PALIN: The logistics that we are already suggesting here, not having enough troops in the area right now. The... things like the terrain even in Afghanistan and that border between Pakistan and Afghanistan, where, you know, we believe that-- Bin Laden is-- is hiding out right now and... and is still such a leader of this terrorist movement. There... there are many more challenges there. So, again, I believe that... a surge in Afghanistan also will lead us to victory there as it has proven to have done in Iraq. And as I say, Katie, that we cannot afford to retreat, to withdraw in Iraq. That's not gonna get us any better off in Afghanistan either. And as our leaders are telling us in our military, we do need to ramp it up in Afghanistan, counting on our friends and allies to assist with us there because these terrorists who hate America, they hate what we stand for with the... the freedoms, the democracy, the... the women's rights, the tolerance, they hate what it is that we represent and our allies, too, and our friends, what they represent. If we were... were to allow a stronghold to be captured by these terrorists then the world is in even greater peril than it is today. We cannot afford to lose in Afghanistan.

Oooh, that rascally bin Laden! Still such a leader of terrorists! Well, here's the problem with an Afghanistan "surge": Defense Secretary Robert Gates has already said that such a move isn't going to happen until the spring or summer of 2009, at the earliest:

Gates said that despite a growing insurgency in Afghanistan, fueled by fighters from Pakistan, the spring of 2009 is the earliest the Pentagon would be able to send as many as three more U.S. combat brigades there to meet a request of American commanders for about 10,000 more troops.

"I believe we will be able to meet that commanders' requirement, but in the spring and summer of 2009," Gates said.

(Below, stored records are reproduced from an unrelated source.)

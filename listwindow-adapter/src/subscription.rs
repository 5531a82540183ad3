/// Proof that a controller is attached to its scroll element.
///
/// Returned by [`crate::Controller::attach`] and required to deliver notifications. Detaching
/// consumes it; a token from an earlier attach is stale and its notifications are dropped.
#[derive(Debug, PartialEq, Eq)]
#[must_use = "notifications are only delivered through a live subscription"]
pub struct Subscription {
    pub(crate) id: u64,
}

impl Subscription {
    pub fn id(&self) -> u64 {
        self.id
    }
}

/// What happened to a notification.
#[derive(Clone, Copy, Debug, PartialEq, Eq)]
#[cfg_attr(feature = "serde", derive(serde::Serialize, serde::Deserialize))]
pub enum Delivery {
    /// The engine state was updated.
    Applied,
    /// The subscription is not the current one; nothing changed.
    Detached,
    /// The scroll element is not available yet; nothing changed.
    MissingElement,
}

impl Delivery {
    pub fn is_applied(self) -> bool {
        self == Self::Applied
    }
}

Naturally, one wonders where these troops are going to come from, if not from Iraq, where John McCain intends to leave them. But the impossible timing of an Afghanistan "surge" doesn't simply point up the fact that Sarah Palin is on teevee writing checks our military can't cash -- it demonstrates that Bush foreign policy has put us on terrible footing militarily, unable to respond to pressing needs. And in Afghanistan, the need may come long before the spring of 2009. Spencer Ackerman, who recently went to Afghanistan because he could not see the country from his front yard, reports on warnings that the Taliban are poised for an unprecedented escalation of the conflict:

U.S. military officials are warning that intelligence now indicates that the Taliban-led insurgency in Afghanistan plans to launch major operations this winter. While those officials publicly claim they're prepared for a winter offensive, it would place U.S. counterinsurgency efforts in unfamiliar territory, with little precedent to guide them. It would likely entail a major escalation of insurgent aggression to cap off what has already been the bloodiest year for the U.S. military in the seven-year war.

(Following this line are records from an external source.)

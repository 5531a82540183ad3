use alloc::vec::Vec;
use core::mem;

/// Owns the ordered item sequence.
///
/// Replacing the sequence never touches measurement state; the engine decides what to rebuild.
#[derive(Clone, Debug, Default, PartialEq, Eq)]
pub struct ItemListStore<T> {
    items: Vec<T>,
}

impl<T> ItemListStore<T> {
    pub fn new(items: Vec<T>) -> Self {
        Self { items }
    }

    pub fn items(&self) -> &[T] {
        &self.items
    }

    pub fn get(&self, index: usize) -> Option<&T> {
        self.items.get(index)
    }

    pub fn len(&self) -> usize {
        self.items.len()
    }

    pub fn is_empty(&self) -> bool {
        self.items.is_empty()
    }

    /// Replaces the sequence, returning the previous one.
    pub fn set_items(&mut self, items: Vec<T>) -> Vec<T> {
        mem::replace(&mut self.items, items)
    }

    /// Replaces the sequence with the result of `update(old)`.
    pub fn update_items(&mut self, update: impl FnOnce(Vec<T>) -> Vec<T>) {
        let old = mem::take(&mut self.items);
        self.items = update(old);
    }

    pub fn reverse(&mut self) {
        self.update_items(|mut items| {
            items.reverse();
            items
        });
    }

    pub fn into_items(self) -> Vec<T> {
        self.items
    }
}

Winter offensives run counter to established patterns in the Afghan insurgency.

"The more active forms of combat, with the exception of mining roads, were conducted in the spring and summer," reads the Russian General Staff's definitive official history of the defeat of the Soviet occupation of Afghanistan, recently translated by Lester W. Grau of the U.S. Army's Combined Arms Center at Ft. Leavenworth, Kan. "This can be explained by the fact that the majority of mountain passes used by the caravans are closed in the winter. ... Besides that, the heavy snow cover in the mountains during the fall and winter forced the Mujaheddin down into the valleys and spread them out throughout the peaceful population."

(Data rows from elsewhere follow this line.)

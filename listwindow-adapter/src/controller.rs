use alloc::sync::Arc;

use listwindow::{
    ConfigurationError, EngineOptions, EngineState, Error, KeyCacheKey, ScrollTransition,
};

use crate::{Delivery, ScrollElement, Subscription};

/// Resolves the scroll element, or `None` while it does not exist yet (not mounted, torn down).
pub type ScrollElementGetter<E> = Arc<dyn Fn() -> Option<E> + Send + Sync>;

/// Binds an [`EngineState`] to a host scroll element.
///
/// The controller holds no UI objects itself. It asks the getter for the element each time the
/// host forwards a notification, reads `scroll_top`/`client_height`, and feeds the engine.
///
/// Lifecycle:
/// - [`Controller::attach`] starts a subscription and syncs position and extent without marking
///   the list as scrolling;
/// - [`Controller::on_scroll`] / [`Controller::on_resize`] deliver notifications;
/// - [`Controller::tick`] drives the "is scrolling" debounce;
/// - [`Controller::detach`] ends the subscription. Notifications tagged with an old subscription
///   are dropped.
pub struct Controller<T, K, E> {
    engine: EngineState<T, K>,
    get_scroll_element: ScrollElementGetter<E>,
    attached: Option<u64>,
    next_id: u64,
}

impl<T, K: KeyCacheKey, E: ScrollElement> Controller<T, K, E> {
    pub fn new(
        items: alloc::vec::Vec<T>,
        options: EngineOptions<T, K>,
        get_scroll_element: impl Fn() -> Option<E> + Send + Sync + 'static,
    ) -> Result<Self, ConfigurationError> {
        let engine = EngineState::new(items, options)?;
        Ok(Self::from_engine(engine, get_scroll_element))
    }

    pub fn from_engine(
        engine: EngineState<T, K>,
        get_scroll_element: impl Fn() -> Option<E> + Send + Sync + 'static,
    ) -> Self {
        Self {
            engine,
            get_scroll_element: Arc::new(get_scroll_element),
            attached: None,
            next_id: 1,
        }
    }

    pub fn engine(&self) -> &EngineState<T, K> {
        &self.engine
    }

    pub fn engine_mut(&mut self) -> &mut EngineState<T, K> {
        &mut self.engine
    }

    pub fn into_engine(self) -> EngineState<T, K> {
        self.engine
    }

    pub fn is_attached(&self) -> bool {
        self.attached.is_some()
    }

    /// Starts a subscription, replacing any previous one.
    ///
    /// If the element is available, the engine picks up its scroll position and extent. A missing
    /// element is not an error here; the first delivered notification (or [`Controller::try_sync`])
    /// syncs later.
    pub fn attach(&mut self) -> Subscription {
        let id = self.next_id;
        self.next_id = self.next_id.wrapping_add(1);
        if self.attached.replace(id).is_some() {
            vdebug!(id, "attach replaced a live subscription");
        }
        if self.try_sync().is_err() {
            vdebug!(id, "attach without scroll element; waiting for first notification");
        }
        Subscription { id }
    }

    /// Ends `subscription`. Returns `false` for a stale token.
    ///
    /// A list that was scrolling is marked idle, since no further notifications will arrive.
    pub fn detach(&mut self, subscription: Subscription) -> bool {
        if !self.is_current(&subscription) {
            return false;
        }
        vtrace!(id = subscription.id, "detach");
        self.attached = None;
        self.engine.stop_scrolling();
        true
    }

    /// Reads the element's scroll position and marks the list as scrolling.
    pub fn on_scroll(&mut self, subscription: &Subscription, now_ms: u64) -> Delivery {
        if !self.is_current(subscription) {
            return Delivery::Detached;
        }
        let Some(element) = (self.get_scroll_element)() else {
            vwarn!("scroll notification without scroll element");
            return Delivery::MissingElement;
        };
        self.engine.on_scroll(element.scroll_top(), now_ms);
        Delivery::Applied
    }

    /// Reads the element's client height and recomputes the window.
    pub fn on_resize(&mut self, subscription: &Subscription) -> Delivery {
        if !self.is_current(subscription) {
            return Delivery::Detached;
        }
        let Some(element) = (self.get_scroll_element)() else {
            vwarn!("resize notification without scroll element");
            return Delivery::MissingElement;
        };
        self.engine.on_resize(element.client_height());
        Delivery::Applied
    }

    /// Advances the debounce clock. Runs whether or not a subscription is live.
    pub fn tick(&mut self, now_ms: u64) -> Option<ScrollTransition> {
        self.engine.tick(now_ms)
    }

    /// Pulls position and extent from the element without marking the list as scrolling.
    pub fn try_sync(&mut self) -> Result<(), Error> {
        let element = (self.get_scroll_element)().ok_or(Error::MissingCollaborator)?;
        let extent = element.client_height();
        let position = element.scroll_top();
        self.engine.batch_update(|engine| {
            engine.set_scroll_position(position);
            engine.on_resize(extent);
        });
        Ok(())
    }

    fn is_current(&self, subscription: &Subscription) -> bool {
        self.attached == Some(subscription.id)
    }
}

impl<T: core::fmt::Debug, K: core::fmt::Debug, E> core::fmt::Debug for Controller<T, K, E> {
    fn fmt(&self, f: &mut core::fmt::Formatter<'_>) -> core::fmt::Result {
        f.debug_struct("Controller")
            .field("engine", &self.engine)
            .field("attached", &self.attached)
            .finish_non_exhaustive()
    }
}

Now, however, Afghan insurgents are expected to rewrite the script. Days ago, Maj. Gen. Jeffrey Schloesser, commander of U.S. forces in eastern Afghanistan, warned, "The insurgents are attempting to remain in numbers in Afghanistan over the winter."

So, in short, Palin is correct in her contention that Afghanistan is in need of some U.S. reinforcements. Unfortunately for her, she's saddled up with the people who have dug this hole in the first place, and handed her a shovel.